Pronunciate queste parole, il Pontefice prende il balsamo che prima ha mescolato con olio sopra una patena, e, versando questa mescolanza nell’ampolla, finisce così la consacrazione del Crisma. Poi, per riverire lo Spirito Santo che opererà in quest’olio sacramentale, saluta l’ampolla che lo contiene, dicendo: « Ave, Crisma Santo » ! Immediatamente i dodici Preti imitano il Pontefice, il quale passa a benedire l’olio dei Catecumeni.
Compiute le insufflazioni e l’esorcismo, come per il sacro Crisma, il Vescovo si rivolge a Dio con la seguente preghiera:
O Dio, rimuneratore d’ogni incremento e d’ogni progresso spirituale, che per la virtù dello Spirito Santo confermi i primi sforzi delle anime deboli, noi ti preghiamo, o Signore, che ti degni di mandare sopra quest’olio la tua benedizione, e di concedere in virtù dell’unzione del medesimo la purificazione dell’anima e del corpo a tutti quelli che perverranno al lavacro della beata rigenerazione; affinché al contatto di quest’olio santo siano asterse la macchie che gli spiriti avversari avessero potuto loro inferire; e non sia più rilasciato luogo alcuno agli avversi spiriti, nessuno scampo agli spiriti fuggitivi, nessuna possibilità d’occultarsi agli spiriti insidianti.
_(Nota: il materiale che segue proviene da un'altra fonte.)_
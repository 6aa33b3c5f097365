//! API request and response types

use crate::flights::{Airport, FlightSearchRequest};
use crate::intake::{FieldId, TripIntakeState};
use serde::{Deserialize, Serialize};

// ============================================================================
// Chat
// ============================================================================

/// Request to send one chat turn
#[derive(Debug, Deserialize)]
pub struct ChatRequest {
    pub message: String,
    /// Omitted on the first turn; the response carries the assigned id
    #[serde(default)]
    pub session_id: Option<String>,
}

/// Response for one chat turn
#[derive(Debug, Serialize)]
pub struct ChatResponse {
    pub session_id: String,
    pub state: TripIntakeState,
    pub missing_fields: Vec<FieldId>,
    /// Empty exactly when `complete` is true
    pub next_prompt: String,
    pub complete: bool,
    /// Present from the turn the intake completes onward
    #[serde(skip_serializing_if = "Option::is_none")]
    pub flight_parameters: Option<FlightSearchRequest>,
}

// ============================================================================
// Sessions
// ============================================================================

/// Snapshot of a session's intake progress
#[derive(Debug, Serialize)]
pub struct SessionResponse {
    pub session_id: String,
    pub state: TripIntakeState,
    pub missing_fields: Vec<FieldId>,
    pub complete: bool,
}

// ============================================================================
// Flights
// ============================================================================

/// Response for airport directory lookups
#[derive(Debug, Serialize)]
pub struct AirportsResponse {
    pub airports: Vec<Airport>,
}

// ============================================================================
// Misc
// ============================================================================

/// Health probe response
#[derive(Debug, Serialize)]
pub struct HealthResponse {
    pub status: &'static str,
}

/// Error response
#[derive(Debug, Serialize)]
pub struct ErrorResponse {
    pub error: String,
}

impl ErrorResponse {
    pub fn new(message: impl Into<String>) -> Self {
        Self {
            error: message.into(),
        }
    }
}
Ma ai tuoi servi che verranno alla fede e che saranno purificati per opera del tuo Santo Spirito, la preparazione di quest’unzione sia utile alla loro salute, la quale conseguiranno anche per la rinascita della celeste rigenerazione del Sacramento del Battesimo. Per il Signore nostro Gesù Cristo Figlio tuo che dovrà venire a giudicare i vivi e i morti e il mondo col fuoco.
Quindi il Vescovo riverisce l’ampolla contenente l’olio al quale ha conferito così alte prerogative, dicendo, « Ave, santo olio » ! I dodici Preti imitano questo atto di rispetto ; dopo di che, due Diaconi prendono, uno il sacro Crisma, l’altro l’Olio dei Catecumeni, ed in processione riportano le due ampolle nel luogo d’onore dove verranno custodite. Esse, come quella dell’Olio degl’infermi, sono ricoperte con stoffa di seta: bianca per il sacro Crisma, verde per l’Olio dei Catecumeni e violacea per quello degl’infermi.
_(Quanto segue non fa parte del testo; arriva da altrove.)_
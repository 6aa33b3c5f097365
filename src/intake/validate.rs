//! Field-by-field validation of untrusted state updates
//!
//! The oracle returns a whole candidate state object. Nothing in it is
//! trusted: each field is checked against the schema and merged into the
//! prior state one at a time, so one bad field never poisons its siblings.

use super::state::{Budget, FieldId, TravelDates, TripIntakeState, TripPace, TripType};
use chrono::NaiveDate;
use serde_json::{Map, Value};

/// A candidate field update refused during merge
#[derive(Debug, Clone, PartialEq, Eq)]
pub struct RejectedField {
    pub field: FieldId,
    pub reason: String,
}

/// Result of merging a candidate state object
#[derive(Debug)]
pub struct MergeOutcome {
    pub state: TripIntakeState,
    pub rejected: Vec<RejectedField>,
}

/// Merge an untrusted candidate state object into the prior state.
///
/// Null or absent fields keep their prior values. Present fields are
/// validated individually: a valid value overwrites (last statement wins),
/// an invalid one is rejected while valid siblings still apply. Blank
/// strings carry no information for the location fields, and an empty
/// interests array never clears previously gathered interests.
pub fn merge_untrusted(prior: &TripIntakeState, candidate: &Map<String, Value>) -> MergeOutcome {
    let mut state = prior.clone();
    let mut rejected = Vec::new();

    // Unknown keys in the candidate are ignored
    for field in FieldId::PRIORITY {
        let Some(value) = candidate.get(field.as_str()) else {
            continue;
        };
        if value.is_null() {
            continue;
        }
        if let Err(reason) = apply_field(&mut state, field, value) {
            rejected.push(RejectedField { field, reason });
        }
    }

    MergeOutcome { state, rejected }
}

fn apply_field(state: &mut TripIntakeState, field: FieldId, value: &Value) -> Result<(), String> {
    match field {
        FieldId::Destination => {
            if let Some(city) = nonblank_string(value)? {
                state.destination = Some(city);
            }
        }
        FieldId::StartingLocation => {
            if let Some(city) = nonblank_string(value)? {
                state.starting_location = Some(city);
            }
        }
        FieldId::DatesOfTravel => {
            state.dates_of_travel = merge_dates(state.dates_of_travel, value)?;
        }
        FieldId::TripType => {
            let text = expect_string(value)?;
            state.trip_type = Some(
                TripType::parse(text).ok_or_else(|| format!("Unknown trip type: {text}"))?,
            );
        }
        FieldId::NumberOfTravelers => {
            state.number_of_travelers = Some(expect_positive_int(value)?);
        }
        FieldId::Interests => {
            if let Some(interests) = expect_interests(value)? {
                state.interests = interests;
            }
        }
        FieldId::Budget => {
            let text = expect_string(value)?;
            state.budget =
                Some(Budget::parse(text).ok_or_else(|| format!("Unknown budget: {text}"))?);
        }
        FieldId::AccessibilityNeeds => {
            state.accessibility_needs = Some(expect_string(value)?.trim().to_string());
        }
        FieldId::DietaryNeeds => {
            state.dietary_needs = Some(expect_string(value)?.trim().to_string());
        }
        FieldId::AgeGroupOfTravelers => {
            state.age_group_of_travelers = Some(expect_string(value)?.trim().to_string());
        }
        FieldId::HowPackedTrip => {
            let text = expect_string(value)?;
            state.how_packed_trip = Some(
                TripPace::parse(text).ok_or_else(|| format!("Unknown trip pace: {text}"))?,
            );
        }
        FieldId::OkWithWalking => {
            state.ok_with_walking =
                Some(value.as_bool().ok_or_else(|| type_error("a boolean", value))?);
        }
    }
    Ok(())
}

fn expect_string(value: &Value) -> Result<&str, String> {
    value.as_str().ok_or_else(|| type_error("a string", value))
}

/// A blank string is no information, not an error
fn nonblank_string(value: &Value) -> Result<Option<String>, String> {
    let text = expect_string(value)?.trim();
    if text.is_empty() {
        Ok(None)
    } else {
        Ok(Some(text.to_string()))
    }
}

fn expect_positive_int(value: &Value) -> Result<u32, String> {
    let count = value
        .as_u64()
        .ok_or_else(|| type_error("a positive integer", value))?;
    if count == 0 {
        return Err("Traveler count must be positive".to_string());
    }
    u32::try_from(count).map_err(|_| format!("Traveler count out of range: {count}"))
}

/// An empty array (or one that trims down to nothing) is no information
fn expect_interests(value: &Value) -> Result<Option<Vec<String>>, String> {
    let entries = value
        .as_array()
        .ok_or_else(|| type_error("an array of strings", value))?;
    let mut interests = Vec::with_capacity(entries.len());
    for entry in entries {
        let text = entry
            .as_str()
            .ok_or_else(|| type_error("an array of strings", value))?
            .trim();
        if !text.is_empty() {
            interests.push(text.to_string());
        }
    }
    if interests.is_empty() {
        Ok(None)
    } else {
        Ok(Some(interests))
    }
}

/// The date pair is validated as a unit: a bad half rejects the whole pair,
/// but a valid half may land while the other stays unknown.
fn merge_dates(prior: TravelDates, value: &Value) -> Result<TravelDates, String> {
    let object = value
        .as_object()
        .ok_or_else(|| type_error("a date object", value))?;
    let start_date = parse_date_field(object.get("start_date"), prior.start_date)?;
    let end_date = parse_date_field(object.get("end_date"), prior.end_date)?;

    if let (Some(start), Some(end)) = (start_date, end_date) {
        if end < start {
            return Err(format!("End date {end} precedes start date {start}"));
        }
    }

    Ok(TravelDates {
        start_date,
        end_date,
    })
}

fn parse_date_field(
    value: Option<&Value>,
    prior: Option<NaiveDate>,
) -> Result<Option<NaiveDate>, String> {
    match value {
        None | Some(Value::Null) => Ok(prior),
        Some(Value::String(text)) if text.trim().is_empty() => Ok(prior),
        Some(Value::String(text)) => NaiveDate::parse_from_str(text.trim(), "%Y-%m-%d")
            .map(Some)
            .map_err(|_| format!("Invalid ISO date: {text}")),
        Some(other) => Err(type_error("an ISO date string", other)),
    }
}

fn type_error(expected: &str, got: &Value) -> String {
    format!("Expected {expected}, got {got}")
}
Abbiamo dato in succinto i dettagli di questa grande cerimonia; ma non vogliamo privare i lettori del bell’Inno composto da S. Venanzio Fortunato, Vescovo di Poitiers nel vi secolo , le cui solenni strofe, che vive la Chiesa romana dall’antica Chiesa dei Galli , accompagnano con tanto decoro l’arrivo ed il ritorno delle sante ampolle.

Inno:
O Redentore, accetta il carme di coloro che ti celebrano.
Ed il coro ripete: O Redentore, accetta il carme…
Ascolta, o Giudice dei trapassati, speranza unica dei mortali; accogli il grido di quei che t’offrono un dono che simboleggia la pace.
O Redentore…
La pianta fecondata da luce, produsse quanto a te è consacrato; e i presenti l’offrono al Salvatore delle genti.
O Redentore…
Ritto, anzi supplichevole innanzi all’ara, l’infulato pontefice compie tutto il suo ufficio consacrando il Crisma.
O Redentore…
Re dell’eterna patria, degnati di consacrare quest’umore d’olivo, perchè sia efficace rimedio contro le forze del demonio.
O Redentore…
Affinchè mediante l’unzione del Crisma si rinnovi l’uno e l’altro sesso , e sia altresì restituita alla pristina integrità l’offesa dignità nostra.
O Redentore…
Sono cancellati i delitti, allorché al sacro fonte l’anima viene purificata; e quando, ungendo la fronte, discendono i sacri carismi dello Spirito.
O Redentore…
Tu, che generato dal Padre fecondasti il seno della Vergine, ai partecipi del Crisma concedi luce, serra la morte.
O Redentore…
Questo giorno sia per noi festivo per tutti i secoli, sia sacro, sia degno di lode, e non invecchi mai col tempo.
O Redentore…
La Messa vespertina in Coena Domini
La Cena.
Proponendosi oggi la santa Chiesa di rinnovare, con una solennità tutta particolare, l’azione che il Salvatore compì nell’ultima Cena, secondo il precetto che ne fece agli Apostoli, quando disse : « Fate questo in memoria di me », non ci rimane che riprendere la narrazione evangelica, interrotta al momento in cui Gesù entrava nella sala del banchetto pasquale. La Pasqua giudaica.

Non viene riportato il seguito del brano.